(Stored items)

//! Physical bus contract
//!
//! The daemon drives a real SCSI bus through GPIO; everything the controller
//! needs from that layer is captured in the [`ScsiBus`] trait. Handshake
//! primitives transfer whole buffers and report how many bytes actually
//! moved; a short transfer means the initiator walked away mid-phase.

/// No artificial delay during a send handshake
pub const SEND_NO_DELAY: u32 = 0;

/// Bus signal lines sampled and driven by the target
#[derive(Debug, Clone, Copy, PartialEq, Eq)]
pub enum Signal {
    Bsy,
    Sel,
    Atn,
    Ack,
    Req,
    Rst,
    Msg,
    Cd,
    Io,
}

pub trait ScsiBus: Send {
    /// Sample all signals atomically. Signal getters below return the state
    /// captured by the most recent acquire.
    fn acquire(&mut self);

    fn get_signal(&self, signal: Signal) -> bool;
    fn set_signal(&mut self, signal: Signal, asserted: bool);

    /// Current value of the 8 data lines
    fn dat(&self) -> u8;
    fn set_dat(&mut self, value: u8);

    /// Receives a CDB during the command phase. Returns the number of bytes
    /// actually read.
    fn command_handshake(&mut self, buffer: &mut [u8]) -> usize;

    /// Target -> initiator transfer. `send_delay` is the byte offset after
    /// which the HAL inserts its device-specific pause ([`SEND_NO_DELAY`]
    /// for none). Returns the number of bytes written.
    fn send_handshake(&mut self, buffer: &[u8], send_delay: u32) -> usize;

    /// Initiator -> target transfer. Returns the number of bytes read.
    fn receive_handshake(&mut self, buffer: &mut [u8]) -> usize;

    /// Blocks until a selection event is seen, where the HAL supports it.
    /// Returns false when interrupted.
    fn poll_select_event(&mut self) -> bool {
        true
    }

    /// Drive all lines back to idle
    fn reset(&mut self);

    fn get_bsy(&self) -> bool {
        self.get_signal(Signal::Bsy)
    }
    fn get_sel(&self) -> bool {
        self.get_signal(Signal::Sel)
    }
    fn get_atn(&self) -> bool {
        self.get_signal(Signal::Atn)
    }
    fn get_rst(&self) -> bool {
        self.get_signal(Signal::Rst)
    }

    fn set_bsy(&mut self, v: bool) {
        self.set_signal(Signal::Bsy, v);
    }
    fn set_req(&mut self, v: bool) {
        self.set_signal(Signal::Req, v);
    }
    fn set_msg(&mut self, v: bool) {
        self.set_signal(Signal::Msg, v);
    }
    fn set_cd(&mut self, v: bool) {
        self.set_signal(Signal::Cd, v);
    }
    fn set_io(&mut self, v: bool) {
        self.set_signal(Signal::Io, v);
    }
}

/// Bus stand-in for hosts without bus hardware. No selection ever occurs,
/// only the control interface is functional.
#[derive(Default)]
pub struct NullBus;

impl ScsiBus for NullBus {
    fn acquire(&mut self) {}

    fn get_signal(&self, _signal: Signal) -> bool {
        false
    }

    fn set_signal(&mut self, _signal: Signal, _asserted: bool) {}

    fn dat(&self) -> u8 {
        0
    }

    fn set_dat(&mut self, _value: u8) {}

    fn command_handshake(&mut self, _buffer: &mut [u8]) -> usize {
        0
    }

    fn send_handshake(&mut self, _buffer: &[u8], _send_delay: u32) -> usize {
        0
    }

    fn receive_handshake(&mut self, _buffer: &mut [u8]) -> usize {
        0
    }

    fn poll_select_event(&mut self) -> bool {
        std::thread::sleep(std::time::Duration::from_millis(10));
        false
    }

    fn reset(&mut self) {}
}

• PROBLEM
Where does the string "transfer" appear in the records above? Show every line that holds it.

• TASK ANSWER
//! primitives transfer whole buffers and report how many bytes actually
//! moved; a short transfer means the initiator walked away mid-phase.
    /// Target -> initiator transfer. `send_delay` is the byte offset after
    /// Initiator -> target transfer. Returns the number of bytes read.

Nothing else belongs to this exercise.